Cloud CISO Perspectives: Our 2026 Cybersecurity Forecast report

Taylor Lehmann, director, health care and life sciences

A year from now, we’re going to have an awesome security opportunity to secure a new persona in our organizations: Knowledge workers who produce truly useful, mission-critical applications and software using ideas and words — but not necessarily well-written, vetted, and tested code.

We’re going to need better and more fine-grained paths to help these new “idea-native developers” who use powerful AI tools and agents to build, test, submit, manage and blast secure code into secure production as safely and as fast as they can. In 2026 and 2027, we’re going to see how big this opportunity is. We should prepare to align our organizations, operations, and technology (OOT) to take advantage of it.

A corollary to this comes from our DORA reports: Just as AI has amplified productivity and begun optimizing work, it amplifies organizational dysfunctions — especially those that lead to inefficiently and ineffectively secured data.

Marina Kaganovich, executive trust lead

The heightened capability of agentic AI to take actions and execute tasks autonomously elevates the importance of cybersecurity basics. Organizations will need to create discrete boundary definitions for the authorization, authentication, and monitoring of each agent.

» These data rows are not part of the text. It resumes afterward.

//! coderev-core — review session state, suggestion model, and analyzer seam.
//!
//! Everything in this crate is independent of the terminal. The `coderev`
//! binary owns a [`session::ReviewSession`], hands its tickets to an
//! [`runner::AnalysisRunner`], and renders whatever the session reports.

pub mod analyzer;
pub mod error;
pub mod runner;
pub mod session;
pub mod suggestion;

pub use analyzer::{Analyzer, MockAnalyzer, MOCK_LATENCY};
pub use error::SuggestionError;
pub use runner::{AnalysisCompleted, AnalysisRunner};
pub use session::{AnalysisTicket, Phase, ResultsView, ReviewSession, RunId};
pub use suggestion::{Category, Suggestion};
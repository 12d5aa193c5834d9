//! Central application state for coderev.
//!
//! `AppState` owns the review session, the editor buffer, the analysis runner,
//! and the UI bookkeeping (mode, focus, scroll offsets, cached panel geometry).
//! No ratatui rendering logic lives here — the render module reads this state
//! and the keybinding dispatcher mutates it.

use std::sync::Arc;

use coderev_core::{AnalysisCompleted, AnalysisRunner, Analyzer, ReviewSession};
use ratatui::layout::Rect;
use tokio::sync::mpsc::UnboundedSender;

use crate::editor::Editor;
use crate::event::AppEvent;
use crate::ui::highlight::Highlighter;

/// Editor mode controlling which keybinding set is active.
#[derive(Debug, Default, Clone, Copy, PartialEq, Eq)]
pub enum Mode {
    /// Navigation mode (default).
    #[default]
    Normal,
    /// Keystrokes edit the code buffer.
    Insert,
    /// Full-screen help overlay is shown above all panels.
    HelpOverlay,
}

/// Which panel currently has keyboard focus.
#[derive(Debug, Default, Clone, Copy, PartialEq, Eq)]
pub enum PanelFocus {
    /// Left (or top) panel holding the code editor.
    #[default]
    Editor,
    /// Right (or bottom) panel listing suggestions.
    Suggestions,
}

impl PanelFocus {
    /// The other panel; with two panels next and previous coincide.
    pub fn toggle(self) -> Self {
        match self {
            PanelFocus::Editor => PanelFocus::Suggestions,
            PanelFocus::Suggestions => PanelFocus::Editor,
        }
    }
}

/// All mutable UI state passed through every render cycle.
pub struct AppState {
    /// Current editor mode governing which keybindings are active.
    pub mode: Mode,
    /// Which panel currently receives keyboard scroll/navigation events.
    pub focus: PanelFocus,

    /// Input, analyzing flag and results.
    pub session: ReviewSession,
    /// Text buffer backing the editor panel.
    pub editor: Editor,
    /// Syntax-highlighted editor lines, recomputed when the buffer changes.
    pub highlighter: Highlighter,

    /// Vertical scroll offset of the suggestions panel.
    pub suggestions_scroll: u16,
    /// Vertical scroll offset of the help overlay.
    pub help_scroll: u16,
    /// Inner height of the editor panel after borders, cached after each render.
    pub editor_viewport_height: u16,
    /// Inner height of the suggestions panel after borders, cached after each render.
    pub suggestions_viewport_height: u16,
    /// Outer rects of [editor, suggestions], cached for mouse hit-testing.
    pub panel_rects: [Rect; 2],

    /// Advanced on every logic tick while analyzing.
    pub spinner_frame: usize,

    analyzer: Arc<dyn Analyzer>,
    runner: AnalysisRunner,
    event_tx: UnboundedSender<AppEvent>,
}

impl AppState {
    /// Creates the state for a fresh view.
    ///
    /// Completions from `analyzer` are delivered as
    /// [`AppEvent::AnalysisCompleted`] on `event_tx`.
    pub fn new(
        analyzer: Arc<dyn Analyzer>,
        event_tx: UnboundedSender<AppEvent>,
        syntax: &str,
    ) -> Self {
        Self {
            mode: Mode::default(),
            focus: PanelFocus::default(),
            session: ReviewSession::new(),
            editor: Editor::default(),
            highlighter: Highlighter::new(syntax),
            suggestions_scroll: 0,
            help_scroll: 0,
            editor_viewport_height: 0,
            suggestions_viewport_height: 0,
            panel_rects: [Rect::default(); 2],
            spinner_frame: 0,
            analyzer,
            runner: AnalysisRunner::new(),
            event_tx,
        }
    }

    /// Applies `edit` to the buffer and pushes changed text into the session.
    pub fn edit(&mut self, edit: impl FnOnce(&mut Editor)) {
        let before = self.editor.version();
        edit(&mut self.editor);
        if self.editor.version() != before {
            self.session.set_input(self.editor.text());
        }
        self.editor
            .keep_cursor_visible(usize::from(self.editor_viewport_height));
    }

    /// Inserts pasted text at the cursor.
    ///
    /// Paste always targets the editor, switching focus and entering Insert
    /// mode so the user can keep typing.
    pub fn paste(&mut self, text: &str) {
        if self.mode == Mode::HelpOverlay {
            return;
        }
        self.focus = PanelFocus::Editor;
        self.mode = Mode::Insert;
        self.edit(|editor| editor.insert_str(text));
    }

    /// Triggers an analysis when the trigger is enabled.
    ///
    /// Returns `false` without side effects when the input is blank or an
    /// analysis is already running.
    pub fn trigger_analysis(&mut self) -> bool {
        let Some(ticket) = self.session.start_analysis() else {
            return false;
        };
        tracing::info!(run = %ticket.run, "analysis requested");
        let tx = self.event_tx.clone();
        self.runner
            .start(Arc::clone(&self.analyzer), ticket, move |done| {
                let _ = tx.send(AppEvent::AnalysisCompleted(done));
            });
        self.suggestions_scroll = 0;
        self.spinner_frame = 0;
        true
    }

    /// Applies a completion received from the event bus.
    pub fn apply_analysis(&mut self, done: AnalysisCompleted) {
        let run = done.run;
        if self.session.complete_analysis(run, done.suggestions) {
            tracing::info!(%run, count = self.session.results().len(), "analysis applied");
            self.suggestions_scroll = 0;
        }
    }

    /// Logic tick: advances the spinner while analyzing.
    pub fn on_tick(&mut self) {
        if self.session.is_analyzing() {
            self.spinner_frame = self.spinner_frame.wrapping_add(1);
        }
    }

    /// Cancels any pending analysis; called once before the view is torn down.
    pub fn shutdown(&mut self) {
        if let Some(run) = self.runner.cancel() {
            tracing::info!(%run, "pending analysis cancelled on shutdown");
        }
        self.session.cancel_analysis();
    }

    /// Scrolls the focused panel down by `lines` rows.
    pub fn scroll_down(&mut self, lines: u16) {
        match self.focus {
            PanelFocus::Editor => self.editor.scroll_by(lines as isize),
            PanelFocus::Suggestions => {
                self.suggestions_scroll = self.suggestions_scroll.saturating_add(lines);
            }
        }
    }

    /// Scrolls the focused panel up by `lines` rows.
    pub fn scroll_up(&mut self, lines: u16) {
        match self.focus {
            PanelFocus::Editor => self.editor.scroll_by(-(lines as isize)),
            PanelFocus::Suggestions => {
                self.suggestions_scroll = self.suggestions_scroll.saturating_sub(lines);
            }
        }
    }

    /// Scrolls the focused panel to the very top.
    pub fn scroll_top(&mut self) {
        match self.focus {
            PanelFocus::Editor => self.editor.scroll_by(isize::MIN),
            PanelFocus::Suggestions => self.suggestions_scroll = 0,
        }
    }

    /// Scrolls the focused panel to the very bottom.
    ///
    /// The suggestions offset is clamped by the renderer.
    pub fn scroll_bottom(&mut self) {
        match self.focus {
            PanelFocus::Editor => self.editor.scroll_by(isize::MAX),
            PanelFocus::Suggestions => self.suggestions_scroll = u16::MAX,
        }
    }

    /// Scrolls the focused panel down by half its visible height.
    ///
    /// Uses the viewport height cached from the previous render; scrolls by at
    /// least one row on the first frame.
    pub fn half_page_down(&mut self) {
        self.scroll_down(self.focused_viewport_height() / 2);
    }

    /// Scrolls the focused panel up by half its visible height.
    pub fn half_page_up(&mut self) {
        self.scroll_up(self.focused_viewport_height() / 2);
    }

    fn focused_viewport_height(&self) -> u16 {
        let height = match self.focus {
            PanelFocus::Editor => self.editor_viewport_height,
            PanelFocus::Suggestions => self.suggestions_viewport_height,
        };
        height.max(2)
    }
}
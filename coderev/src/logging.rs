//! File-backed `tracing` setup.
//!
//! The terminal is owned by the TUI for the whole run, so log records go to
//! `$XDG_STATE_HOME/coderev/coderev.log` (or `~/.local/state/coderev/...`).
//! The filter comes from `RUST_LOG`, then the config's `log_level`, then
//! `info`.

use std::fs::OpenOptions;
use std::path::{Path, PathBuf};
use std::sync::Mutex;

use thiserror::Error;
use tracing_subscriber::EnvFilter;

use crate::config::xdg_dir;

const DEFAULT_LEVEL: &str = "info";

/// Failures while installing the log subscriber.
#[derive(Debug, Error)]
pub enum LoggingError {
    /// The log directory or file could not be created.
    #[error("cannot open log file {path:?}: {source}")]
    Open {
        /// Log file location.
        path: PathBuf,
        /// Underlying I/O failure.
        #[source]
        source: std::io::Error,
    },
    /// A global subscriber was already installed.
    #[error("cannot install log subscriber: {0}")]
    Install(String),
}

/// Default log file location.
pub fn log_path() -> PathBuf {
    xdg_dir(
        std::env::var("XDG_STATE_HOME").ok(),
        std::env::var("HOME").ok(),
        ".local/state",
    )
    .join("coderev")
    .join("coderev.log")
}

/// Builds the level filter from `RUST_LOG`, then `configured`, then `info`.
///
/// An invalid directive falls back to `info` rather than failing.
fn build_filter(configured: Option<&str>) -> EnvFilter {
    EnvFilter::try_from_default_env()
        .or_else(|_| EnvFilter::try_new(configured.unwrap_or(DEFAULT_LEVEL)))
        .unwrap_or_else(|_| EnvFilter::new(DEFAULT_LEVEL))
}

/// Installs the global subscriber writing to `path` in append mode.
///
/// # Errors
///
/// Returns [`LoggingError`] if the file cannot be opened or a subscriber is
/// already installed.
pub fn init_logging(path: &Path, configured: Option<&str>) -> Result<(), LoggingError> {
    let open_err = |source| LoggingError::Open {
        path: path.to_owned(),
        source,
    };
    if let Some(dir) = path.parent() {
        std::fs::create_dir_all(dir).map_err(open_err)?;
    }
    let file = OpenOptions::new()
        .create(true)
        .append(true)
        .open(path)
        .map_err(open_err)?;

    tracing_subscriber::fmt()
        .with_env_filter(build_filter(configured))
        .with_writer(Mutex::new(file))
        .with_ansi(false)
        .with_target(true)
        .try_init()
        .map_err(|e| LoggingError::Install(e.to_string()))
}

#[cfg(test)]
mod tests {
    use super::*;

    #[test]
    fn init_creates_missing_directories() {
        let dir = tempfile::tempdir().unwrap();
        let path = dir.path().join("nested").join("coderev.log");
        // Another test may already own the global subscriber; the file must
        // exist either way.
        let _ = init_logging(&path, Some("debug"));
        assert!(path.exists());
    }

    #[test]
    fn open_failure_names_the_path() {
        let dir = tempfile::tempdir().unwrap();
        // A directory cannot be opened as the log file.
        let err = init_logging(dir.path(), None).unwrap_err();
        assert!(matches!(err, LoggingError::Open { .. }));
        assert!(err.to_string().contains("cannot open log file"));
    }
}
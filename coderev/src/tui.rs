//! Terminal lifecycle management for coderev.
//!
//! The TUI renders to stderr so stdout stays clean for shell pipelines. Log
//! output goes to a file (see `logging.rs`) for the same reason: anything
//! written to stderr while the alternate screen is active corrupts the frame.

use crossterm::event::{
    DisableBracketedPaste, DisableMouseCapture, EnableBracketedPaste, EnableMouseCapture,
};
use crossterm::execute;
use crossterm::terminal::{
    disable_raw_mode, enable_raw_mode, EnterAlternateScreen, LeaveAlternateScreen,
};
use ratatui::backend::CrosstermBackend;
use ratatui::Terminal;
use signal_hook::consts::SIGTERM;
use signal_hook::flag::register;
use std::io::{stderr, BufWriter, Stderr};
use std::panic;
use std::sync::{atomic::AtomicBool, Arc};

/// The terminal type used by coderev — CrosstermBackend over a buffered stderr writer.
pub type Tui = Terminal<CrosstermBackend<BufWriter<Stderr>>>;

/// Initialise the terminal for TUI rendering.
///
/// Enables raw mode, enters the alternate screen, and turns on mouse capture
/// and bracketed paste so pasted code arrives as one `Paste` event instead of
/// a burst of key presses. Call [`restore_tui`] at every exit path.
///
/// # Errors
///
/// Returns `Err` if `enable_raw_mode`, `execute!`, or `Terminal::new` fails.
pub fn init_tui() -> std::io::Result<Tui> {
    let mut out = BufWriter::new(stderr());
    enable_raw_mode()?;
    execute!(out, EnterAlternateScreen, EnableMouseCapture, EnableBracketedPaste)?;
    Terminal::new(CrosstermBackend::new(out))
}

/// Restore the terminal to its pre-TUI state.
///
/// Idempotent; must run at every exit path including the panic hook, since
/// ratatui does not restore the terminal on `Drop`.
///
/// # Errors
///
/// Returns `Err` if `disable_raw_mode` or `execute!` fails.
pub fn restore_tui() -> std::io::Result<()> {
    disable_raw_mode()?;
    execute!(
        stderr(),
        DisableBracketedPaste,
        LeaveAlternateScreen,
        DisableMouseCapture
    )?;
    Ok(())
}

/// Install a panic hook that restores the terminal before printing the panic message.
///
/// Must be called **before** [`init_tui`]. Chains onto the previous hook.
pub fn install_panic_hook() {
    let original_hook = panic::take_hook();
    panic::set_hook(Box::new(move |panic_info| {
        // Best-effort: we're already panicking.
        let _ = restore_tui();
        tracing::error!(%panic_info, "coderev panicked");
        original_hook(panic_info);
    }));
}

/// Register a SIGTERM handler that sets an `AtomicBool` flag.
///
/// The main loop polls the returned flag on its heartbeat.
///
/// # Errors
///
/// Returns `Err` if the OS refuses to register the handler.
pub fn register_sigterm() -> std::io::Result<Arc<AtomicBool>> {
    let term = Arc::new(AtomicBool::new(false));
    register(SIGTERM, Arc::clone(&term))?;
    Ok(term)
}
//! coderev — AI code review assistant in the terminal.
//!
//! Entry point for the `coderev` binary. Wires together configuration
//! (`config`), file logging (`logging`), the terminal lifecycle (`tui`), the
//! unified event bus (`event`), the review state (`app`), and rendering (`ui`).
//!
//! # Startup sequence
//!
//! 1. Load config and install the log subscriber; both are soft failures
//!    reported on stderr before the terminal is taken over.
//! 2. `install_panic_hook()` so a panic restores the terminal first.
//! 3. `register_sigterm()` — returns `Arc<AtomicBool>` polled in the event loop.
//! 4. `init_tui()` — enters alternate screen and enables raw mode.
//! 5. Create event channel, `spawn_event_task()`, and build `AppState`.
//!
//! # Shutdown
//!
//! The event loop exits only via `break`. Any pending analysis is cancelled
//! and `restore_tui()` runs at the single exit point after the loop, so draw
//! errors are carried out of the loop instead of returned with `?`.

mod app;
mod config;
mod editor;
mod event;
mod logging;
mod theme;
mod tui;
mod ui;

use std::sync::atomic::Ordering;
use std::sync::Arc;
use std::time::Duration;

use coderev_core::MockAnalyzer;

use crate::app::AppState;
use crate::config::Config;
use crate::event::{AppEvent, EventHandler};
use crate::theme::Theme;
use crate::ui::keybindings::{handle_key, handle_mouse, KeyAction};

#[tokio::main]
async fn main() -> std::io::Result<()> {
    // Step 0: config and logging, before the terminal is in raw mode.
    let (config, config_err) = Config::load();
    let log_path = logging::log_path();
    if let Err(e) = logging::init_logging(&log_path, config.log_level.as_deref()) {
        eprintln!("coderev: logging disabled: {e}");
    }
    if let Some(e) = config_err {
        eprintln!("coderev: {e}; using defaults");
        tracing::warn!(error = %e, "config not loaded, using defaults");
    }
    tracing::info!(theme = %config.theme, syntax = %config.syntax, "coderev starting");
    let theme = Theme::from_name(&config.theme);

    // Step 1: panic hook installed first — innermost hook restores terminal.
    tui::install_panic_hook();

    // Step 2: SIGTERM flag — polled in the 50ms heartbeat arm below.
    let term_flag = tui::register_sigterm()?;

    // Step 3: enter alternate screen and raw mode.
    let mut terminal = tui::init_tui()?;

    // Step 4: event channel, background event task, and view state.
    let handler = EventHandler::new();
    event::spawn_event_task(handler.tx.clone());
    let mut rx = handler.rx;
    let mut state = AppState::new(Arc::new(MockAnalyzer::new()), handler.tx, &config.syntax);

    let mut outcome: std::io::Result<()> = Ok(());
    'event_loop: loop {
        tokio::select! {
            // Heartbeat: a quiescent terminal would otherwise never poll the flag.
            _ = tokio::time::sleep(Duration::from_millis(50)) => {
                if term_flag.load(Ordering::Relaxed) {
                    tracing::info!("SIGTERM received");
                    break 'event_loop;
                }
            }
            maybe_event = rx.recv() => {
                match maybe_event {
                    Some(AppEvent::Render) => {
                        // Exactly one draw() call per Render event — never elsewhere.
                        if let Err(e) = terminal.draw(|frame| ui::render(frame, &mut state, &theme)) {
                            tracing::error!(error = %e, "draw failed");
                            outcome = Err(e);
                            break 'event_loop;
                        }
                    }
                    Some(AppEvent::Key(key)) => {
                        if handle_key(key, &mut state) == KeyAction::Quit {
                            break 'event_loop;
                        }
                    }
                    Some(AppEvent::Mouse(mouse)) => {
                        if handle_mouse(mouse, &mut state) == KeyAction::Quit {
                            break 'event_loop;
                        }
                    }
                    Some(AppEvent::Paste(text)) => state.paste(&text),
                    Some(AppEvent::Tick) => state.on_tick(),
                    Some(AppEvent::AnalysisCompleted(done)) => state.apply_analysis(done),
                    // ratatui picks up the new size from frame.area() on the next Render.
                    Some(AppEvent::Resize(_, _)) => {}
                    None => break 'event_loop,
                }
                if term_flag.load(Ordering::Relaxed) {
                    tracing::info!("SIGTERM received");
                    break 'event_loop;
                }
            }
        }
    }

    // Teardown: a pending analysis must not outlive the view.
    state.shutdown();
    let restored = tui::restore_tui();
    tracing::info!("coderev stopped");
    outcome.and(restored)
}
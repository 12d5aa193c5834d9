//! Event bus for coderev.
//!
//! All user input, timer ticks, and analysis completions are normalised into a
//! single `AppEvent` enum and sent over a tokio unbounded MPSC channel. The
//! main loop receives from this channel and dispatches accordingly.
//!
//! Two independent intervals drive the render and logic cycles:
//! - **Render interval** (33 ms ≈ 30 FPS) — triggers a `terminal.draw()` call.
//! - **Tick interval** (250 ms = 4 Hz) — advances the analyzing spinner.

use coderev_core::AnalysisCompleted;
use crossterm::event::{Event, EventStream, KeyEvent, KeyEventKind, MouseEvent};
use futures::{FutureExt, StreamExt};
use std::time::Duration;
use tokio::sync::mpsc;
use tokio::time::interval;

/// All events the application can receive from any source.
#[derive(Debug)]
#[non_exhaustive]
pub enum AppEvent {
    /// A key press from the terminal (`KeyEventKind::Press` only).
    ///
    /// Release and repeat events are filtered in [`spawn_event_task`] to avoid
    /// double-firing on Windows, which synthesises both press and release for
    /// every keystroke.
    Key(KeyEvent),
    /// A mouse event from the terminal (click, scroll, move).
    Mouse(MouseEvent),
    /// Text pasted into the terminal while bracketed paste is enabled.
    Paste(String),
    /// Terminal was resized to (columns, rows).
    Resize(u16, u16),
    /// Logic tick for state updates (4 Hz / 250 ms).
    Tick,
    /// Render tick — triggers a `terminal.draw()` call (≈30 FPS / 33 ms).
    Render,
    /// The analyzer task finished a run.
    AnalysisCompleted(AnalysisCompleted),
}

/// Holds the sender and receiver ends of the unified event channel.
///
/// The sender (`tx`) is cloned and distributed to background tasks;
/// the receiver (`rx`) is owned by the main event loop.
pub struct EventHandler {
    /// Send half — clone this for each background task that produces events.
    pub tx: mpsc::UnboundedSender<AppEvent>,
    /// Receive half — owned by the main loop.
    pub rx: mpsc::UnboundedReceiver<AppEvent>,
}

impl EventHandler {
    /// Creates a new `EventHandler` with a fresh unbounded channel.
    pub fn new() -> Self {
        let (tx, rx) = mpsc::unbounded_channel();
        Self { tx, rx }
    }
}

impl Default for EventHandler {
    fn default() -> Self {
        Self::new()
    }
}

/// Spawns the background tokio task that drives the unified event channel.
///
/// The task exits once the receiver is dropped. `reader.next().fuse()` keeps
/// `tokio::select!` from polling a completed stream future, and send errors
/// are ignored because a closed channel means the loop is shutting down.
pub fn spawn_event_task(tx: mpsc::UnboundedSender<AppEvent>) {
    tokio::spawn(async move {
        let mut tick_interval = interval(Duration::from_millis(250));
        let mut render_interval = interval(Duration::from_millis(33));
        let mut reader = EventStream::new();

        loop {
            let tick_tick = tick_interval.tick();
            let render_tick = render_interval.tick();
            let crossterm_event = reader.next().fuse();

            let sent = tokio::select! {
                _ = tick_tick => tx.send(AppEvent::Tick),
                _ = render_tick => tx.send(AppEvent::Render),
                maybe_event = crossterm_event => match maybe_event {
                    Some(Ok(Event::Key(key))) if key.kind == KeyEventKind::Press => {
                        tx.send(AppEvent::Key(key))
                    }
                    Some(Ok(Event::Paste(text))) => tx.send(AppEvent::Paste(text)),
                    Some(Ok(Event::Resize(w, h))) => tx.send(AppEvent::Resize(w, h)),
                    Some(Ok(Event::Mouse(mouse))) => tx.send(AppEvent::Mouse(mouse)),
                    _ => Ok(()),
                },
            };
            if sent.is_err() {
                tracing::debug!("event channel closed, stopping event task");
                break;
            }
        }
    });
}
//! Editor panel renderer for coderev.
//!
//! Draws the "Your Code" panel: a line-number gutter, the syntax-highlighted
//! buffer window starting at the editor's scroll offset, and the analysis
//! trigger in the top-right border. Only the visible window of lines is
//! materialised per frame.

use ratatui::{
    layout::Rect,
    style::{Modifier, Style},
    text::{Line, Span},
    widgets::Paragraph,
    Frame,
};

use coderev_core::ReviewSession;
use unicode_width::UnicodeWidthChar;

use crate::app::{AppState, Mode, PanelFocus};
use crate::theme::Theme;
use crate::ui::layout::{inner_rect, panel_block};

/// Shown in the editor while the buffer is empty.
pub const EDITOR_PLACEHOLDER: &str = "Paste your code here...";

/// Builds the trigger control shown in the editor's top border.
///
/// Uses the enabled color only when the session would accept a start; the
/// label follows [`ReviewSession::trigger_label`].
pub fn trigger_line(session: &ReviewSession, theme: &Theme) -> Line<'static> {
    let style = if session.can_analyze() {
        Style::default()
            .fg(theme.trigger_enabled)
            .add_modifier(Modifier::BOLD)
    } else {
        Style::default().fg(theme.trigger_disabled)
    };
    Line::from(Span::styled(
        format!("[ {} ^R ]", session.trigger_label()),
        style,
    ))
}

/// Width of the line-number gutter including its trailing space.
fn gutter_width(line_count: usize) -> u16 {
    let digits = line_count.max(1).ilog10() as u16 + 1;
    digits.max(3) + 1
}

/// Terminal columns taken by the first `col` chars of `line`.
fn display_width(line: &str, col: usize) -> usize {
    line.chars().take(col).map(|c| c.width().unwrap_or(0)).sum()
}

/// Renders the editor panel and, in Insert mode, places the terminal cursor.
///
/// # Arguments
///
/// * `frame` — current render frame
/// * `area` — the `Rect` for the editor panel (includes borders)
/// * `state` — app state; the highlighter cache and editor scroll are updated
/// * `theme` — active color theme
pub fn render_editor(frame: &mut Frame, area: Rect, state: &mut AppState, theme: &Theme) {
    let is_focused = state.focus == PanelFocus::Editor;
    let block = panel_block("Your Code", is_focused, theme)
        .title_top(trigger_line(&state.session, theme).right_aligned());
    let inner = inner_rect(area);
    frame.render_widget(block, area);

    let editing = is_focused && state.mode == Mode::Insert;
    let gutter = gutter_width(state.editor.lines().len());

    if state.editor.is_empty() {
        frame.render_widget(
            Paragraph::new(Line::styled(
                EDITOR_PLACEHOLDER,
                Style::default().fg(theme.placeholder),
            )),
            inner,
        );
        if editing {
            frame.set_cursor_position((inner.x, inner.y));
        }
        return;
    }

    let viewport = usize::from(inner.height);
    if editing {
        state.editor.keep_cursor_visible(viewport);
    }
    let start = state.editor.scroll();
    let highlighted = state.highlighter.lines(&state.editor);
    let end = (start + viewport).min(highlighted.len());
    let gutter_style = Style::default().fg(theme.gutter);

    let visible: Vec<Line> = highlighted
        .get(start..end)
        .unwrap_or_default()
        .iter()
        .enumerate()
        .map(|(offset, line)| {
            let number = format!(
                "{:>width$} ",
                start + offset + 1,
                width = usize::from(gutter - 1)
            );
            let mut spans = vec![Span::styled(number, gutter_style)];
            spans.extend(line.spans.iter().cloned());
            Line::from(spans)
        })
        .collect();
    frame.render_widget(
        Paragraph::new(visible).style(Style::default().fg(theme.editor_text)),
        inner,
    );

    let (row, col) = state.editor.cursor();
    if editing && (start..end).contains(&row) {
        let line = state.editor.lines().get(row).map_or("", String::as_str);
        let offset = u16::try_from(display_width(line, col)).unwrap_or(u16::MAX);
        let max_x = inner.right().saturating_sub(1);
        let x = (inner.x + gutter).saturating_add(offset).min(max_x);
        let y = inner.y + (row - start) as u16;
        frame.set_cursor_position((x, y));
    }
}

#[cfg(test)]
mod tests {
    use super::*;
    use crate::event::EventHandler;
    use coderev_core::{MockAnalyzer, ReviewSession};
    use ratatui::backend::TestBackend;
    use ratatui::layout::Position;
    use ratatui::Terminal;
    use std::sync::Arc;

    #[test]
    fn trigger_reflects_session_state() {
        let theme = Theme::dark();
        let mut session = ReviewSession::new();

        let disabled = trigger_line(&session, &theme);
        assert_eq!(disabled.spans[0].content, "[ Analyze ^R ]");
        assert_eq!(disabled.spans[0].style.fg, Some(theme.trigger_disabled));

        session.set_input("let x = 1;");
        let enabled = trigger_line(&session, &theme);
        assert_eq!(enabled.spans[0].style.fg, Some(theme.trigger_enabled));

        session.start_analysis();
        let running = trigger_line(&session, &theme);
        assert_eq!(running.spans[0].content, "[ Analyzing... ^R ]");
        assert_eq!(running.spans[0].style.fg, Some(theme.trigger_disabled));
    }

    #[test]
    fn gutter_grows_with_line_count() {
        assert_eq!(gutter_width(1), 4);
        assert_eq!(gutter_width(999), 4);
        assert_eq!(gutter_width(1000), 5);
    }

    #[test]
    fn wide_chars_count_two_columns() {
        assert_eq!(display_width("日本x", 0), 0);
        assert_eq!(display_width("日本x", 2), 4);
        assert_eq!(display_width("日本x", 3), 5);
        assert_eq!(display_width("abc", 10), 3);
    }

    #[test]
    fn cursor_follows_display_width_after_cjk_text() {
        let handler = EventHandler::new();
        let mut state = AppState::new(Arc::new(MockAnalyzer::new()), handler.tx, "txt");
        state.mode = Mode::Insert;
        state.edit(|e| e.insert_str("// 日本"));

        let theme = Theme::dark();
        let mut terminal = Terminal::new(TestBackend::new(120, 30)).unwrap();
        terminal
            .draw(|frame| crate::ui::render(frame, &mut state, &theme))
            .unwrap();

        // Panel at x=0 with inner x=1, 4-column gutter, then "// " (3) + 2 wide chars (4).
        let [editor, _] = state.panel_rects;
        let inner = crate::ui::layout::inner_rect(editor);
        assert_eq!(
            terminal.get_cursor_position().unwrap(),
            Position::new(inner.x + 4 + 7, inner.y)
        );
    }
}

Beyond technical controls, organizational defense will depend on fostering an AI-literate workforce through training and awareness, as staff shift from performing tasks to architecting and overseeing agents. To be successful, organizations will require a fundamental shift in risk-informed culture.

Bill Reid, security advisor

Aggressive adoption of agentic AI will drive a renewed interest in threat modeling practices. Security teams will be asked to deeply understand what teams are trying to build, and will need to think about the data flows, the trust boundaries, and the guardrails needed.

Agentic AI will also demand that the supply chain be considered within that threat model, beyond the software bill of materials (SBOM), to look at how those services will control autonomous actions. It will also force a renewed look at identity and entitlements, as agents are asked to act on behalf of or as an extension of employees in the enterprise.

What may have been acceptable wide scopes covered by detective controls may no longer be sufficient, given the speed of action that comes with automation and the chaining of models together in goal seeking behavior.

Vesselin Tzvetkov, senior cybersecurity advisor

As Francis noted, agentic security operations are set to become the standard for modern SOCs, dramatically enhancing the speed and capabilities of security organizations. The agentic SOC in 2026 will feature multiple small, dedicated agents for tasks like summarization, alert grouping, similarity detection, and predictive remediation.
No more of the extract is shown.